About-face by major tech companies


According to British newspaper The Guardian, at Facebook's annual F8 developer conference in the United States in April 2019, CEO Mark Zuckerberg declared: "The future is private."


He committed at the time to restructuring the entire infrastructure and merging the messaging systems of WhatsApp, Messenger, and Instagram into a single privacy-focused platform, with end-to-end encryption at its core.


"I know that we don’t exactly have the strongest reputation on privacy right now, to put it lightly.
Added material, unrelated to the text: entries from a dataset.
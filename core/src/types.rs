/// Side length of the square board, restricted by the UI to `2..=5`.
pub type BoardSize = u8;

/// Count type for mines and total-cell counts.
pub type CellCount = u16;

/// Row-major flat cell index, `index = row * size + col`.
pub type CellIx = usize;

pub const MIN_SIZE: BoardSize = 2;
pub const MAX_SIZE: BoardSize = 5;

pub const fn total_cells(size: BoardSize) -> CellCount {
    let size = size as CellCount;
    size.saturating_mul(size)
}

/// Splits a flat index into the `(row, col)` pair the `Array2` board expects.
pub(crate) const fn to_nd_index(ix: CellIx, size: BoardSize) -> [usize; 2] {
    [ix / size as usize, ix % size as usize]
}
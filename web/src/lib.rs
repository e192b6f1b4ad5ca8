use clap::Parser;
use wasm_bindgen::prelude::*;

mod app;
mod audio;
mod game;
mod grid_lights;
mod settings;
mod utils;

#[derive(Parser, Debug)]
#[command(version, about, long_about = None)]
struct Args {
    /// What log level to use
    #[command(flatten)]
    verbose: clap_verbosity_flag::Verbosity,

    /// Force a seed instead of random
    #[arg(short, long)]
    seed: Option<u64>,
}

#[wasm_bindgen(start)]
pub fn run_app() {
    use gloo::utils::{document, window};

    #[cfg(feature = "console_error_panic_hook")]
    {
        console_error_panic_hook::set_once();
    }

    let location_hash = window()
        .location()
        .hash()
        .unwrap_or_else(|_| "".to_string());

    let args = Args::try_parse_from(location_hash.split(['#', '&'])).expect("Could not parse args");
    if let Some(log_level) = args.verbose.log_level() {
        console_log::init_with_level(log_level).expect("Error initializing logger");
    }
    log::debug!("seed: {:?}", args.seed);

    let root = document()
        .get_element_by_id("app")
        .expect("Could not find id=\"app\" element");

    log::debug!("App started");
    yew::Renderer::<app::App>::with_root_and_props(root, app::AppProps { seed: args.seed })
        .render();
}
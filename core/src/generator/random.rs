use super::*;

/// Uniform sampling without replacement: draw indices over the whole board
/// and reject collisions until the set holds one mine per board row.
#[derive(Copy, Clone, Debug, PartialEq, Eq)]
pub struct RandomMinePlacer {
    seed: u64,
}

impl RandomMinePlacer {
    pub const fn new(seed: u64) -> Self {
        Self { seed }
    }
}

impl MinePlacer for RandomMinePlacer {
    fn place(self, size: BoardSize) -> MineSet {
        use rand::prelude::*;

        let total = usize::from(total_cells(size));
        let wanted = usize::from(size);
        let mut rng = SmallRng::seed_from_u64(self.seed);
        let mut mines = MineSet::new();

        while mines.len() < wanted {
            mines.insert(rng.random_range(0..total));
        }

        log::debug!("placed {} mines on a {}x{} board", mines.len(), size, size);
        mines
    }
}
use ndarray::Array2;
use serde::{Deserialize, Serialize};

use crate::*;

/// Valid transitions:
/// - Playing -> Lost (reveal hits a mine)
/// - Playing -> Won (win predicate satisfied after reveal/flag)
/// - Lost/Won -> Playing only through reset or resize
#[derive(Copy, Clone, Debug, PartialEq, Serialize, Deserialize)]
pub enum SessionState {
    Playing,
    Lost,
    Won,
}

impl SessionState {
    pub const fn is_finished(self) -> bool {
        matches!(self, Self::Lost | Self::Won)
    }
}

impl Default for SessionState {
    fn default() -> Self {
        Self::Playing
    }
}

/// Outcome of a reveal command.
#[derive(Copy, Clone, Debug, PartialEq)]
pub enum RevealOutcome {
    NoChange,
    Revealed,
    HitMine,
    Won,
}

impl RevealOutcome {
    /// Whether this outcome could have caused an update to the board.
    pub const fn has_update(self) -> bool {
        !matches!(self, Self::NoChange)
    }
}

/// Outcome of a flag command.
#[derive(Copy, Clone, Debug, PartialEq)]
pub enum FlagOutcome {
    NoChange,
    Flagged,
    Won,
}

impl FlagOutcome {
    /// Whether this outcome could have caused an update to the board.
    pub const fn has_update(self) -> bool {
        !matches!(self, Self::NoChange)
    }
}

/// Represents a game from start to finish.
///
/// The session exclusively owns its board; the presentation layer reads
/// cells through [`cell_at`](Self::cell_at)/[`cells`](Self::cells) and
/// issues commands back. Cell indices are row-major flat indices and must
/// be in range; an out-of-range index is a caller bug and panics.
#[derive(Clone, Debug, PartialEq, Serialize, Deserialize)]
pub struct GameSession {
    config: GameConfig,
    board: Array2<Cell>,
    state: SessionState,
}

impl GameSession {
    pub fn new(config: GameConfig, placer: impl MinePlacer) -> Self {
        let size = config.size;
        let mut board: Array2<Cell> = Array2::default((usize::from(size), usize::from(size)));

        for ix in placer.place(size) {
            board[to_nd_index(ix, size)].is_mine = true;
        }

        Self {
            config,
            board,
            state: Default::default(),
        }
    }

    pub fn state(&self) -> SessionState {
        self.state
    }

    pub fn is_finished(&self) -> bool {
        self.state.is_finished()
    }

    pub fn config(&self) -> GameConfig {
        self.config
    }

    pub fn size(&self) -> BoardSize {
        self.config.size
    }

    pub fn total_cells(&self) -> CellCount {
        self.config.total_cells()
    }

    pub fn cell_at(&self, ix: CellIx) -> Cell {
        self.assert_in_range(ix);
        self.board[to_nd_index(ix, self.config.size)]
    }

    /// Iterates cells in the flat row-major order of the command indices.
    pub fn cells(&self) -> impl Iterator<Item = Cell> + '_ {
        self.board.iter().copied()
    }

    pub fn mine_count(&self) -> CellCount {
        self.count_cells(|cell| cell.is_mine)
    }

    pub fn flagged_count(&self) -> CellCount {
        self.count_cells(|cell| cell.is_flagged)
    }

    fn count_cells(&self, pred: impl Fn(Cell) -> bool) -> CellCount {
        self.board.iter().filter(|&&cell| pred(cell)).count() as CellCount
    }

    /// Open a closed cell.
    ///
    /// No-op on a finished session or an already-open cell. The cell is
    /// opened before the mine test, preserving the source's
    /// mutate-then-check sequencing; hitting a mine force-opens the whole
    /// board.
    pub fn reveal(&mut self, ix: CellIx) -> RevealOutcome {
        use RevealOutcome::*;

        self.assert_in_range(ix);

        if self.state.is_finished() {
            return NoChange;
        }

        let nd = to_nd_index(ix, self.config.size);
        if self.board[nd].is_open {
            return NoChange;
        }

        self.board[nd].is_open = true;
        self.board[nd].revealed_by_player = true;

        if self.board[nd].is_mine {
            self.state = SessionState::Lost;
            for cell in self.board.iter_mut() {
                cell.is_open = true;
            }
            log::debug!("mine hit at {}, board revealed", ix);
            return HitMine;
        }

        log::trace!("opened safe cell at {}", ix);
        if self.check_cleared() {
            Won
        } else {
            Revealed
        }
    }

    /// Flag a closed cell, opening it and neutralizing any mine it held.
    ///
    /// The mine bit is cleared before any mine test is possible, so a
    /// flagged mine never explodes. Faithful to the source even though it
    /// allows trivially defusing any cell.
    pub fn flag(&mut self, ix: CellIx) -> FlagOutcome {
        use FlagOutcome::*;

        self.assert_in_range(ix);

        if self.state.is_finished() {
            return NoChange;
        }

        let nd = to_nd_index(ix, self.config.size);
        if self.board[nd].is_open {
            return NoChange;
        }

        let cell = &mut self.board[nd];
        cell.is_open = true;
        cell.revealed_by_player = true;
        cell.is_flagged = true;
        if cell.is_mine {
            log::debug!("flag defused mine at {}", ix);
            cell.is_mine = false;
        }

        if self.check_cleared() {
            Won
        } else {
            Flagged
        }
    }

    /// Discard the board and deal a fresh one of the same size.
    pub fn reset(&mut self, placer: impl MinePlacer) {
        log::debug!("session reset, size {}", self.config.size);
        *self = Self::new(self.config, placer);
    }

    /// Replace the session wholesale with a board of the new size.
    pub fn resize(&mut self, new_size: BoardSize, placer: impl MinePlacer) {
        log::debug!("session resized to {}", new_size);
        let config = GameConfig::new(new_size, self.config.require_flag_count);
        *self = Self::new(config, placer);
    }

    /// Evaluates the win predicate and transitions to `Won` when satisfied:
    /// every cell resolved (`is_open || is_mine`), and under the flag-gated
    /// rule exactly `size` open flagged non-mine cells.
    fn check_cleared(&mut self) -> bool {
        if !self.board.iter().all(|cell| cell.is_resolved()) {
            return false;
        }

        if self.config.require_flag_count {
            let cleared_flags = self.count_cells(|cell| cell.is_cleared_flag());
            if cleared_flags != CellCount::from(self.config.size) {
                return false;
            }
        }

        log::debug!("board cleared");
        self.state = SessionState::Won;
        true
    }

    fn assert_in_range(&self, ix: CellIx) {
        assert!(
            ix < usize::from(self.total_cells()),
            "cell index {} out of range for side length {}",
            ix,
            self.config.size
        );
    }
}

#[cfg(test)]
mod tests {
    use super::*;

    fn session(size: BoardSize, mines: &[CellIx], require_flag_count: bool) -> GameSession {
        GameSession::new(
            GameConfig::new_unchecked(size, require_flag_count),
            FixedMinePlacer::new(size, mines).unwrap(),
        )
    }

    #[test]
    fn initialize_places_one_mine_per_row_all_closed() {
        for size in MIN_SIZE..=MAX_SIZE {
            let session = GameSession::new(
                GameConfig::new(size, false),
                RandomMinePlacer::new(u64::from(size)),
            );
            assert_eq!(session.mine_count(), CellCount::from(size));
            assert_eq!(session.cells().count(), usize::from(total_cells(size)));
            assert!(session.cells().all(|cell| !cell.is_open));
            assert_eq!(session.state(), SessionState::Playing);
        }
    }

    #[test]
    fn reveal_hits_mine_and_opens_whole_board() {
        let mut session = session(2, &[0, 1], false);

        assert_eq!(session.reveal(0), RevealOutcome::HitMine);
        assert_eq!(session.state(), SessionState::Lost);
        assert!(session.cells().all(|cell| cell.is_open));
        // only the target cell carries the player mark
        assert!(session.cell_at(0).revealed_by_player);
        assert!(!session.cell_at(3).revealed_by_player);
    }

    #[test]
    fn reveal_is_a_noop_once_finished() {
        let mut session = session(2, &[0, 1], false);
        session.reveal(0);

        let before = session.clone();
        assert_eq!(session.reveal(3), RevealOutcome::NoChange);
        assert_eq!(session, before);
    }

    #[test]
    fn reveal_on_open_cell_mutates_nothing() {
        let mut session = session(2, &[0, 1], false);

        assert_eq!(session.reveal(2), RevealOutcome::Revealed);
        let before = session.clone();
        assert_eq!(session.reveal(2), RevealOutcome::NoChange);
        assert_eq!(session, before);
    }

    #[test]
    fn opening_all_safe_cells_wins_plain_variant() {
        let mut session = session(2, &[0, 1], false);

        assert_eq!(session.reveal(2), RevealOutcome::Revealed);
        assert_eq!(session.reveal(3), RevealOutcome::Won);
        assert_eq!(session.state(), SessionState::Won);
    }

    #[test]
    fn flag_gated_variant_requires_exactly_size_cleared_flags() {
        let mut session = session(2, &[0, 1], true);

        assert_eq!(session.reveal(2), RevealOutcome::Revealed);
        // all cells resolved after this reveal, but zero flags: not a win
        assert_eq!(session.reveal(3), RevealOutcome::Revealed);
        assert_eq!(session.state(), SessionState::Playing);

        // one flag is still short of the required two
        assert_eq!(session.flag(0), FlagOutcome::Flagged);
        assert_eq!(session.state(), SessionState::Playing);

        assert_eq!(session.flag(1), FlagOutcome::Won);
        assert_eq!(session.state(), SessionState::Won);
    }

    #[test]
    fn flag_defuses_mine_without_exploding() {
        let mut session = session(2, &[0, 1], false);

        assert_eq!(session.flag(0), FlagOutcome::Flagged);
        assert_eq!(session.state(), SessionState::Playing);

        let cell = session.cell_at(0);
        assert!(cell.is_open && cell.is_flagged && cell.revealed_by_player);
        assert!(!cell.is_mine);
        assert_eq!(session.mine_count(), 1);
    }

    #[test]
    fn flag_is_a_noop_on_open_cells_and_finished_sessions() {
        let mut session = session(2, &[0, 1], true);

        session.reveal(2);
        let before = session.clone();
        assert_eq!(session.flag(2), FlagOutcome::NoChange);
        assert_eq!(session, before);

        session.reveal(0);
        let before = session.clone();
        assert_eq!(session.flag(3), FlagOutcome::NoChange);
        assert_eq!(session, before);
    }

    #[test]
    fn reset_deals_a_fresh_board_of_the_same_size() {
        let mut session = session(3, &[0, 1, 2], false);
        session.reveal(0);
        assert_eq!(session.state(), SessionState::Lost);

        session.reset(RandomMinePlacer::new(99));

        assert_eq!(session.state(), SessionState::Playing);
        assert_eq!(session.size(), 3);
        assert_eq!(session.mine_count(), 3);
        assert!(session.cells().all(|cell| !cell.is_open && !cell.is_flagged));
    }

    #[test]
    fn resize_discards_all_prior_state() {
        let mut session = session(2, &[0, 1], true);
        session.reveal(2);

        session.resize(5, RandomMinePlacer::new(5));

        assert_eq!(session.size(), 5);
        assert_eq!(session.total_cells(), 25);
        assert_eq!(session.mine_count(), 5);
        assert!(session.config().require_flag_count);
        assert!(session.cells().all(|cell| !cell.is_open));
    }

    #[test]
    #[should_panic(expected = "out of range")]
    fn out_of_range_index_is_a_caller_bug() {
        let mut session = session(2, &[0, 1], false);
        session.reveal(4);
    }
}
But I’m committed to doing this well," Zuckerberg said.


However, Instagram's quiet killing of E2EE after seven years signals that Meta has changed course, willing to sacrifice user privacy when it conflicts with regulations or other business interests.


Similarly, TikTok has stated it does not apply end-to-end encryption to messages in order to "balance user privacy with the ability to respond to scams, harassment, and other safety concerns."


Experts point to two main reasons why some popular messaging services are dropping E2EE. First, user data can be used to train AI models or optimize targeted advertising algorithms, an increasingly vital interest for many companies in the current fierce race to develop AI and grow advertising revenue.


According to Forbes, in 2024 Meta updated its privacy policy in Europe to allow it to use posts, images, and interactions, including unencrypted messages, to train its Llama AI model.


The company is said to have used vague language in its terms of service to grant itself data collection rights without explicit user consent, drawing sharp criticism from European privacy rights group NOYB.


The second reason is that social media platforms are facing increasing regulatory scrutiny.


In the U.S., the Take It Down Act requires platforms to remove harmful content within 48 hours, giving companies a rationale for not adopting E2EE so they can more easily scan messages for prohibited content.


TikTok's decision not to use end-to-end encryption also received support from the Internet Watch Foundation (IWF), though experts warn that over one billion users could be left vulnerable without adequate data protection.


Users learning to protect their own data


Meta justified removing E2EE on open platforms like Instagram by saying it reduces friction for users who would otherwise need to verify security codes with each other, effectively signaling that privacy protection is no longer the company's top priority.


According to U.S. magazine Wired, this could trigger a domino effect, with other social networks using Instagram's reasoning as cover to strip their own messaging services of encryption.


According to cybersecurity expert Ngo Minh Hieu, the fact that a major app like Instagram has dropped E2EE is a worrying sign.


"We should treat services like Instagram and TikTok as no longer suitable for sharing passwords, OTP codes, financial information, personal documents, or sensitive content."


For important exchanges, he recommends users prioritize apps that offer E2EE by default, are technically transparent, and have undergone independent audits, and to never assume that any chat app from a well-known company is completely safe.

He also stressed that users need to develop stronger personal data awareness, since E2EE is not an absolute safeguard either. In practice, beyond message content, apps can still collect metadata, such as who is messaging whom, timestamps, device information, IP addresses, contact lists, and usage behavior, not to mention risks from cloud backups, compromised devices, AI features, and legal demands from authorities.